**** Exercise materials
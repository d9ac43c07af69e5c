#![allow(dead_code)]

use std::collections::{HashMap, HashSet};
use std::sync::atomic::{AtomicUsize, Ordering};
use std::sync::Mutex;
use std::time::Duration;

use async_trait::async_trait;
use taskexport_core::api::{
    ArchivePage, ArchiveSource, CompletionInfo, FetchError, FetchScope, ProjectSource, Section,
    Task,
};

pub const PROJECT: &str = "1234";
pub const TOKEN: &str = "kwijibo";

/// In-memory archive. Each scope holds a list of pages; the cursor of page `n`
/// is the string `n`.
#[derive(Default)]
pub struct FakeArchive {
    pages: HashMap<FetchScope, Vec<(Vec<Task>, Vec<CompletionInfo>)>>,
    failing: HashSet<FetchScope>,
    account_info: Vec<CompletionInfo>,
    info_fails: bool,
    delay: Option<Duration>,
    calls: Mutex<Vec<(FetchScope, Option<String>)>>,
    in_flight: AtomicUsize,
    max_in_flight: AtomicUsize,
    info_calls: AtomicUsize,
}

impl FakeArchive {
    pub fn new() -> Self {
        Self::default()
    }

    /// Append one page to `scope`.
    pub fn scope(
        mut self,
        scope: FetchScope,
        tasks: Vec<Task>,
        info: Vec<CompletionInfo>,
    ) -> Self {
        self.pages.entry(scope).or_default().push((tasks, info));
        self
    }

    pub fn failing(mut self, scope: FetchScope) -> Self {
        self.failing.insert(scope);
        self
    }

    pub fn account_info(mut self, info: Vec<CompletionInfo>) -> Self {
        self.account_info = info;
        self
    }

    pub fn info_fails(mut self) -> Self {
        self.info_fails = true;
        self
    }

    pub fn delay(mut self, delay: Duration) -> Self {
        self.delay = Some(delay);
        self
    }

    pub fn calls(&self) -> Vec<(FetchScope, Option<String>)> {
        self.calls.lock().unwrap().clone()
    }

    /// Scopes requested from their first page, in call order.
    pub fn scopes_fetched(&self) -> Vec<FetchScope> {
        self.calls()
            .into_iter()
            .filter(|(_, cursor)| cursor.is_none())
            .map(|(scope, _)| scope)
            .collect()
    }

    pub fn max_in_flight(&self) -> usize {
        self.max_in_flight.load(Ordering::SeqCst)
    }

    pub fn info_calls(&self) -> usize {
        self.info_calls.load(Ordering::SeqCst)
    }
}

#[async_trait]
impl ArchiveSource for FakeArchive {
    fn name(&self) -> &str {
        "fake"
    }

    async fn fetch_completed_page(
        &self,
        _token: &str,
        scope: &FetchScope,
        cursor: Option<&str>,
    ) -> Result<ArchivePage, FetchError> {
        self.calls
            .lock()
            .unwrap()
            .push((scope.clone(), cursor.map(str::to_string)));

        let now = self.in_flight.fetch_add(1, Ordering::SeqCst) + 1;
        self.max_in_flight.fetch_max(now, Ordering::SeqCst);
        if let Some(delay) = self.delay {
            tokio::time::sleep(delay).await;
        }
        self.in_flight.fetch_sub(1, Ordering::SeqCst);

        if self.failing.contains(scope) {
            return Err(FetchError::transient(anyhow::anyhow!(
                "archive unavailable for {scope}"
            )));
        }

        let index: usize = match cursor {
            Some(c) => c
                .parse()
                .map_err(|_| FetchError::Malformed(format!("bad cursor {c}")))?,
            None => 0,
        };
        let pages = self.pages.get(scope).map(Vec::as_slice).unwrap_or(&[]);
        let (items, completion_info) = pages.get(index).cloned().unwrap_or_default();
        let has_more = index + 1 < pages.len();

        Ok(ArchivePage {
            items,
            has_more,
            next_cursor: has_more.then(|| (index + 1).to_string()),
            completion_info,
        })
    }

    async fn fetch_completion_info(
        &self,
        _token: &str,
    ) -> Result<Vec<CompletionInfo>, FetchError> {
        self.info_calls.fetch_add(1, Ordering::SeqCst);
        if self.info_fails {
            return Err(FetchError::transient(anyhow::anyhow!("sync unavailable")));
        }
        Ok(self.account_info.clone())
    }
}

#[derive(Default)]
pub struct FakeProjects {
    pub tasks: Vec<Task>,
    pub sections: Vec<Section>,
    pub section_calls: AtomicUsize,
}

#[async_trait]
impl ProjectSource for FakeProjects {
    async fn fetch_open_tasks(
        &self,
        _token: &str,
        project_id: &str,
    ) -> Result<Vec<Task>, FetchError> {
        Ok(self
            .tasks
            .iter()
            .filter(|t| t.project_id == project_id)
            .cloned()
            .collect())
    }

    async fn fetch_sections(
        &self,
        _token: &str,
        project_id: &str,
    ) -> Result<Vec<Section>, FetchError> {
        self.section_calls.fetch_add(1, Ordering::SeqCst);
        Ok(self
            .sections
            .iter()
            .filter(|s| s.project_id == project_id)
            .cloned()
            .collect())
    }
}

pub fn open(id: &str) -> Task {
    Task::new(id, PROJECT)
}

pub fn done(id: &str, parent: &str) -> Task {
    Task::new(id, PROJECT)
        .with_parent(parent)
        .completed("2024-03-01T12:00:00Z")
}

pub fn section(id: &str) -> Section {
    Section {
        id: id.to_string(),
        project_id: PROJECT.to_string(),
        name: format!("Section {id}"),
        order: 1,
    }
}

pub fn task_scope(id: &str) -> FetchScope {
    FetchScope::Task(id.to_string())
}

pub fn project_scope() -> FetchScope {
    FetchScope::Project(PROJECT.to_string())
}

/// Scopes as sorted display strings, for comparisons that ignore request order.
pub fn sorted_scopes(scopes: Vec<FetchScope>) -> Vec<String> {
    let mut names: Vec<String> = scopes.iter().map(ToString::to_string).collect();
    names.sort();
    names
}

pub fn ids(tasks: &[Task]) -> Vec<&str> {
    tasks.iter().map(|t| t.id.as_str()).collect()
}

pub fn init_tracing() {
    let _ = tracing_subscriber::fmt()
        .with_env_filter(tracing_subscriber::EnvFilter::from_default_env())
        .with_test_writer()
        .try_init();
}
********
(Goal of the exercise)
Up to and including the last line of the material, reproduce every line exactly, beginning with the one that contains "names.sort();" and adding nothing else.

(Written solution)
    names.sort();
    names
}

pub fn ids(tasks: &[Task]) -> Vec<&str> {
    tasks.iter().map(|t| t.id.as_str()).collect()
}

pub fn init_tracing() {
    let _ = tracing_subscriber::fmt()
        .with_env_filter(tracing_subscriber::EnvFilter::from_default_env())
        .with_test_writer()
        .try_init();
}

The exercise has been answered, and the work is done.